ASSIGNMENT -
Please show every line from the entries that carries the word "markers".

___ RECORDS TO PROCESS ___

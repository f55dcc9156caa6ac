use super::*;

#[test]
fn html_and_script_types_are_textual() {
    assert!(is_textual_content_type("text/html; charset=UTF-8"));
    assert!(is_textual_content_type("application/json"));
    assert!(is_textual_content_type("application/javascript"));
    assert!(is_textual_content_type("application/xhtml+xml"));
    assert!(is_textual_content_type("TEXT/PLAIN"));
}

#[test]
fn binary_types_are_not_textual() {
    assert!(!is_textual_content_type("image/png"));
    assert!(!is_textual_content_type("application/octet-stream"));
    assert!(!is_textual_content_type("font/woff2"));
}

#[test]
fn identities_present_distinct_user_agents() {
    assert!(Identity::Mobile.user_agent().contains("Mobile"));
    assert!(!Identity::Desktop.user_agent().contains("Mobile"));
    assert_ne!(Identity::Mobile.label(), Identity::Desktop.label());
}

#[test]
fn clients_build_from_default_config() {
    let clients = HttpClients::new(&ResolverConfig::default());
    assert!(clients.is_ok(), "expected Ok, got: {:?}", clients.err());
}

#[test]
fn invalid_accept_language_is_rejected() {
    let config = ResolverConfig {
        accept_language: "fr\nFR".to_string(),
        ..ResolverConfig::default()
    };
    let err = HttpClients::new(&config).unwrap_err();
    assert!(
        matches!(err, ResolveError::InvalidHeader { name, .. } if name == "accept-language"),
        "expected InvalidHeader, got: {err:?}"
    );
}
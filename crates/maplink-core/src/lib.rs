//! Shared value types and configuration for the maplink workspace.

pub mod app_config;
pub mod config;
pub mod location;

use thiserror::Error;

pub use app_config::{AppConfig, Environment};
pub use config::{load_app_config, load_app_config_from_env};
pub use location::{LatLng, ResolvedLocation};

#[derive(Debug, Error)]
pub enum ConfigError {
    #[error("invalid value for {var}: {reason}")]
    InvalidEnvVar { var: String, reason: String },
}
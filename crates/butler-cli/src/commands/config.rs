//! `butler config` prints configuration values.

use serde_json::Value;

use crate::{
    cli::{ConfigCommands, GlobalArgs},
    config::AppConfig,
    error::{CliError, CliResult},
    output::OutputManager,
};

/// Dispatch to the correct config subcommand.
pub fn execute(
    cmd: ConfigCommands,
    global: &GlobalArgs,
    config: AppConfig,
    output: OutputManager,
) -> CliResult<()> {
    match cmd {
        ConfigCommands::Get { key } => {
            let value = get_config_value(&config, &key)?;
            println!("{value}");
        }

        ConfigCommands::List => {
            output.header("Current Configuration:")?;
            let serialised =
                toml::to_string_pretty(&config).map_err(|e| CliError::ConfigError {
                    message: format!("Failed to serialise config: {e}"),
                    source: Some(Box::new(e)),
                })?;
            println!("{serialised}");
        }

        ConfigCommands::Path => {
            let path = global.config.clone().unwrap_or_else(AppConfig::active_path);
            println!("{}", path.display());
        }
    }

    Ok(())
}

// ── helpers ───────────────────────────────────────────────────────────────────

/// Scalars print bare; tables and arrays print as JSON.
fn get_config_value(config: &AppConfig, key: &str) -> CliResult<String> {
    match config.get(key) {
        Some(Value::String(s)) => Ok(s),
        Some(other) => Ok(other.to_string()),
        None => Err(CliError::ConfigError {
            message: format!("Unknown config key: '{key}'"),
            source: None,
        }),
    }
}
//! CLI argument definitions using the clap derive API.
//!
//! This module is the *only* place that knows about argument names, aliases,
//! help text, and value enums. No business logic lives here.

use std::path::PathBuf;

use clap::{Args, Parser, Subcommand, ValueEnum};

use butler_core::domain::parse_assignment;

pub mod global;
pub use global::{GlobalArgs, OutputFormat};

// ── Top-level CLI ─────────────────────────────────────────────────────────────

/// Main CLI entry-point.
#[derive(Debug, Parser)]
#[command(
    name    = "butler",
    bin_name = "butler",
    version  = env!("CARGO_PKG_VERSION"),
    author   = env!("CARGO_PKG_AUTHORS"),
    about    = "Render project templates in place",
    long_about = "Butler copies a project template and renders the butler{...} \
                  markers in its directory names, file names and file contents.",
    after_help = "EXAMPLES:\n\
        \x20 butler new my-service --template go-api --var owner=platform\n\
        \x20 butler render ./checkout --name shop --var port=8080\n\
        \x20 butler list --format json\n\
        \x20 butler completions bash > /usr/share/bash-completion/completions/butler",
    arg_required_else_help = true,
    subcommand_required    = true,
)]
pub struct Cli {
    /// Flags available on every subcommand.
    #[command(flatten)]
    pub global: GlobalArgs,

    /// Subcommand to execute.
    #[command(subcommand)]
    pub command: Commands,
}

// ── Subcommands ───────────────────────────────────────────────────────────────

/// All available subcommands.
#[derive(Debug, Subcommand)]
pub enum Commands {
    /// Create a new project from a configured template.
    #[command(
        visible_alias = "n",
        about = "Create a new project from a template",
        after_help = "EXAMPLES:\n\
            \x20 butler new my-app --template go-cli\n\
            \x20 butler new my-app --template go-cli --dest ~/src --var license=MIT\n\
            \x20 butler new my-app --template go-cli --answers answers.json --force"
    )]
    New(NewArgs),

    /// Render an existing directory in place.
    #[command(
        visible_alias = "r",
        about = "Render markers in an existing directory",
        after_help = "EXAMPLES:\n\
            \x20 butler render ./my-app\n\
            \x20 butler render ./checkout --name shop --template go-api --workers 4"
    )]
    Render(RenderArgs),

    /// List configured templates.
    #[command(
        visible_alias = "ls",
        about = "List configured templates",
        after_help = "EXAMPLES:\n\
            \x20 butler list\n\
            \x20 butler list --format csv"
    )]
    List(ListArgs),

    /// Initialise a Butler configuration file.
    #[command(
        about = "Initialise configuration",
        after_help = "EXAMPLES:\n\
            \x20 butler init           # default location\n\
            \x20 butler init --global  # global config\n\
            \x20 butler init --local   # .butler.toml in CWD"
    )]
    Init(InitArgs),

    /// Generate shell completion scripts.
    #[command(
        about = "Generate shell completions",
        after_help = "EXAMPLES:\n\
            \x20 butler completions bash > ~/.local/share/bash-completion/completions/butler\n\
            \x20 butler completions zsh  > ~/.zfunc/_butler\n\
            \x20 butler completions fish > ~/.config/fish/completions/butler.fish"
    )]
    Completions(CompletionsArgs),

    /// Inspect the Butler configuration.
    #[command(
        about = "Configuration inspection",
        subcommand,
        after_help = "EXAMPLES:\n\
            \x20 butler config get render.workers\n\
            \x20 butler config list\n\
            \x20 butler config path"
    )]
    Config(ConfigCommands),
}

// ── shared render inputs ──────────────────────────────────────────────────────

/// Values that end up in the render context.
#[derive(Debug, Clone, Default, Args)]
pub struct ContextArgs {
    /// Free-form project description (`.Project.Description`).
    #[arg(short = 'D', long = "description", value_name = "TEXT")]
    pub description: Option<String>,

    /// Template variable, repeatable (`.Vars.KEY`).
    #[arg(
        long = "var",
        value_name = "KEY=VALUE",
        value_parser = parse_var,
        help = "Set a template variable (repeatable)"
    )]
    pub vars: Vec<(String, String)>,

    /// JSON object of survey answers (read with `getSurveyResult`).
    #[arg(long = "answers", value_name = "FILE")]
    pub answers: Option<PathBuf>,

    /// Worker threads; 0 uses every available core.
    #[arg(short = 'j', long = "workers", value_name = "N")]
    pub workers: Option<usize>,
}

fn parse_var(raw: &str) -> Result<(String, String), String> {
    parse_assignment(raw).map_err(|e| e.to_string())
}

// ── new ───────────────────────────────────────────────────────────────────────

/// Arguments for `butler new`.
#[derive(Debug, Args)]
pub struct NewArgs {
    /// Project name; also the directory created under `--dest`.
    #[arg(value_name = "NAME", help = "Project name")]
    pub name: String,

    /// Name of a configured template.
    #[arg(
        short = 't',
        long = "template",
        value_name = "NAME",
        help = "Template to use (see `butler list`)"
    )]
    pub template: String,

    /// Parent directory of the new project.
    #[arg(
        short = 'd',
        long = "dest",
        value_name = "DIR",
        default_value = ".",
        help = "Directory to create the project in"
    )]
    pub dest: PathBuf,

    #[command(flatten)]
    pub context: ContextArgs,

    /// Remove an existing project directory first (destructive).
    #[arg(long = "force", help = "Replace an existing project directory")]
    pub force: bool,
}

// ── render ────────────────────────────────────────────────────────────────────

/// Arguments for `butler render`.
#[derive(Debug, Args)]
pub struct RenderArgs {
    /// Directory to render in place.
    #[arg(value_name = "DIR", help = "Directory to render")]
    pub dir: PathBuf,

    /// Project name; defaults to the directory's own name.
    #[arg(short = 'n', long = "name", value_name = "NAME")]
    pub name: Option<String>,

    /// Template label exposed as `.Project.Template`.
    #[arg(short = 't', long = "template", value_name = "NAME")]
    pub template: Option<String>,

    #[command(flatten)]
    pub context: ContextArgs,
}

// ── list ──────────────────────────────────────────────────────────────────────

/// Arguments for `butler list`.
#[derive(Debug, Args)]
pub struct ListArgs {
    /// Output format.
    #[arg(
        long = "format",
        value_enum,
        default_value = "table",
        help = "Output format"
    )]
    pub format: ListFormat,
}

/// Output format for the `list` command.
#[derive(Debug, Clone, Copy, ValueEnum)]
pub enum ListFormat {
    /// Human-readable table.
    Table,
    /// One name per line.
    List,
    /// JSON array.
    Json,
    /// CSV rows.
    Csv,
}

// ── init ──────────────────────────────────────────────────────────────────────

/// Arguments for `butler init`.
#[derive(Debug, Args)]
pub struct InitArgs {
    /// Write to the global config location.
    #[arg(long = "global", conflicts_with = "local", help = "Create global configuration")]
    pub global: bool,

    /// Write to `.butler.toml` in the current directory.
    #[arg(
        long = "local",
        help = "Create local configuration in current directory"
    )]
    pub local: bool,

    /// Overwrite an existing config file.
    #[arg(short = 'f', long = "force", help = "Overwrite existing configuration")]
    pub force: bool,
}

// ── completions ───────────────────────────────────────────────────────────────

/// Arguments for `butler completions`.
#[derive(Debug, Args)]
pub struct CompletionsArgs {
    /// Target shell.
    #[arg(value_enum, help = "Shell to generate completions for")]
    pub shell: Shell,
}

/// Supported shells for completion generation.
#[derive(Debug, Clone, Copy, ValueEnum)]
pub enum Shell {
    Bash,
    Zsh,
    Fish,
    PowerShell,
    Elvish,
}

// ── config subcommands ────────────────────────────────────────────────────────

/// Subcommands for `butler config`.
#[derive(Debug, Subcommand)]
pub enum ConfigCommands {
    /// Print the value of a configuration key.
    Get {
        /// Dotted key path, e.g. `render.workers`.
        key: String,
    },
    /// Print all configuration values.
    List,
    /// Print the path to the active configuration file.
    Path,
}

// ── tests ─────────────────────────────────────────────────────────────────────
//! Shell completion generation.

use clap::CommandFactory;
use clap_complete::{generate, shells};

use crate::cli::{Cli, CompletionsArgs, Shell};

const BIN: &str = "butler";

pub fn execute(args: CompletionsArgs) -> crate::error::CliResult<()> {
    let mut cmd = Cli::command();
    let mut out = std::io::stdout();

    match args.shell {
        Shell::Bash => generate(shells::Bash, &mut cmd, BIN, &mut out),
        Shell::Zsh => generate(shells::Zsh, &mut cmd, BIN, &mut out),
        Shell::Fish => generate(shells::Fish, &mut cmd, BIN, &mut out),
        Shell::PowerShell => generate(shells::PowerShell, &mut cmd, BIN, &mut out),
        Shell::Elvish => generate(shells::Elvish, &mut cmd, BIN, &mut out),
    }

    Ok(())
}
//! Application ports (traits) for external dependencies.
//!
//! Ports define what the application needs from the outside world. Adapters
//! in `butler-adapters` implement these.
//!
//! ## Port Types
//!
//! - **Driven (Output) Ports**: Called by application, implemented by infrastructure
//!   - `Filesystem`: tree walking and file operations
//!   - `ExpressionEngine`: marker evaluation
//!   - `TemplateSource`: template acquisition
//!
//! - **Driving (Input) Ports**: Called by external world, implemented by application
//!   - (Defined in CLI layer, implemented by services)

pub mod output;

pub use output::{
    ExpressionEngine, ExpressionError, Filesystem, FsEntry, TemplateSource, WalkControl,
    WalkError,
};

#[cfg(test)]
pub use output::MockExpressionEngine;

___

RESPONSE TO THIS TASK -
                  markers in its directory names, file names and file contents.",
        about = "Render markers in an existing directory",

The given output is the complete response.